═══ SUPPLIED RECORDS ═══

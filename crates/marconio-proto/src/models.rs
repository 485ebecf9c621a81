//! NTS API records.
//!
//! These mirror the v2 JSON payloads of `/live` and `/mixtapes`. Optional
//! fields default rather than fail so partially-embedded upcoming broadcasts
//! still decode.

use std::collections::HashMap;
use std::time::Duration;

use chrono::{DateTime, Utc};
use serde::{Deserialize, Serialize};
use url::Url;

/// Static imagery attached to a show, broadcast, or mixtape.
///
/// `background_*` sizes are usually only present on broadcasts; `picture_*`
/// sizes are always present.
#[derive(Debug, Clone, PartialEq, Eq, Serialize, Deserialize)]
pub struct Media {
    #[serde(default)]
    pub background_large: Option<Url>,
    #[serde(default)]
    pub background_medium_large: Option<Url>,
    #[serde(default)]
    pub background_medium: Option<Url>,
    #[serde(default)]
    pub background_small: Option<Url>,
    #[serde(default)]
    pub background_thumb: Option<Url>,
    pub picture_large: Url,
    pub picture_medium_large: Url,
    pub picture_medium: Url,
    pub picture_small: Url,
    pub picture_thumb: Url,
}

/// Hypermedia link to another API resource.
#[derive(Debug, Clone, PartialEq, Eq, Serialize, Deserialize)]
pub struct Link {
    pub href: String,
    pub rel: String,
    #[serde(rename = "type", default)]
    pub kind: String,
}

impl Link {
    /// The public website URL for an API link: leading `api`/`v2` path
    /// segments are dropped. Links with two or fewer path segments have no
    /// website counterpart.
    pub fn href_with_api_removed(&self) -> Option<Url> {
        let mut url = Url::parse(&self.href).ok()?;
        let segments: Vec<String> = url
            .path_segments()?
            .filter(|s| !s.is_empty())
            .map(str::to_string)
            .collect();

        if segments.len() <= 2 {
            return None;
        }

        let kept: Vec<&str> = segments
            .iter()
            .map(String::as_str)
            .skip_while(|s| *s == "api" || *s == "v2")
            .collect();

        url.set_path(&format!("/{}", kept.join("/")));
        Some(url)
    }
}

fn self_link(links: &[Link]) -> Option<Url> {
    links
        .iter()
        .find(|l| l.rel == "self")
        .and_then(Link::href_with_api_removed)
}

/// The `details` embed of a broadcast: what the broadcast is actually playing.
#[derive(Debug, Clone, PartialEq, Eq, Serialize, Deserialize)]
pub struct BroadcastEmbed {
    /// `published` or `pending`.
    #[serde(default)]
    pub status: String,
    #[serde(default)]
    pub updated: Option<DateTime<Utc>>,
    #[serde(default)]
    pub name: String,
    #[serde(default)]
    pub description: String,
    #[serde(default)]
    pub description_html: String,
    #[serde(default)]
    pub external_links: Vec<String>,
    #[serde(default)]
    pub location_short: Option<String>,
    #[serde(default)]
    pub location_long: Option<String>,
    pub media: Media,
    #[serde(default)]
    pub episode_alias: Option<String>,
    #[serde(default)]
    pub show_alias: String,
    #[serde(default)]
    pub broadcast: Option<DateTime<Utc>>,
    #[serde(default)]
    pub mixcloud: Option<Url>,
    #[serde(default)]
    pub links: Vec<Link>,
}

impl BroadcastEmbed {
    /// Public episode page on nts.live.
    pub fn web_url(&self) -> Option<Url> {
        self_link(&self.links)
    }
}

/// Something airing now or later on a [`Channel`].
#[derive(Debug, Clone, PartialEq, Eq, Serialize, Deserialize)]
pub struct Broadcast {
    pub broadcast_title: String,
    pub start_timestamp: DateTime<Utc>,
    pub end_timestamp: DateTime<Utc>,
    #[serde(default)]
    pub links: Vec<Link>,
    #[serde(default)]
    pub embeds: HashMap<String, BroadcastEmbed>,
}

impl Broadcast {
    pub fn details(&self) -> Option<&BroadcastEmbed> {
        self.embeds.get("details")
    }
}

/// A live channel, typically named "1" or "2".
#[derive(Debug, Clone, PartialEq, Eq, Serialize, Deserialize)]
pub struct Channel {
    pub channel_name: String,
    pub now: Broadcast,
    pub next: Broadcast,
}

impl Channel {
    pub fn id(&self) -> &str {
        &self.channel_name
    }
}

/// A curated infinite mixtape.
#[derive(Debug, Clone, PartialEq, Eq, Serialize, Deserialize)]
pub struct Mixtape {
    pub mixtape_alias: String,
    pub title: String,
    #[serde(default)]
    pub subtitle: String,
    #[serde(default)]
    pub description: String,
    #[serde(default)]
    pub description_html: String,
    pub audio_stream_endpoint: Url,
    pub media: Media,
    #[serde(default)]
    pub now_playing_topic: String,
    #[serde(default)]
    pub links: Vec<Link>,
}

impl Mixtape {
    pub fn id(&self) -> &str {
        &self.mixtape_alias
    }

    /// Public mixtape page on nts.live.
    pub fn web_url(&self) -> Option<Url> {
        self_link(&self.links)
    }
}

/// Response of `GET /live`.
#[derive(Debug, Clone, PartialEq, Eq, Serialize, Deserialize)]
pub struct LiveBroadcastsResponse {
    pub results: Vec<Channel>,
    #[serde(default)]
    pub links: Vec<Link>,
}

impl LiveBroadcastsResponse {
    /// How long to wait before polling `/live` again: until the first
    /// current broadcast ends, kept within `[floor, ceiling]`. If the bounds
    /// are inverted the ceiling wins.
    pub fn next_update_interval(
        &self,
        now: DateTime<Utc>,
        floor: Duration,
        ceiling: Duration,
    ) -> Duration {
        let earliest_end = self.results.iter().map(|c| c.now.end_timestamp).min();
        match earliest_end {
            Some(end) => {
                let remaining = (end - now).to_std().unwrap_or(Duration::ZERO);
                remaining.max(floor).min(ceiling)
            }
            None => ceiling,
        }
    }
}

/// Response of `GET /mixtapes`.
#[derive(Debug, Clone, PartialEq, Eq, Serialize, Deserialize)]
pub struct MixtapesResponse {
    pub results: Vec<Mixtape>,
    #[serde(default)]
    pub links: Vec<Link>,
}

═══

▶ _EXERCISE AIM_
Return only the number of lines in the data that hold the string "embeds".

▶ _RESPONSE_
2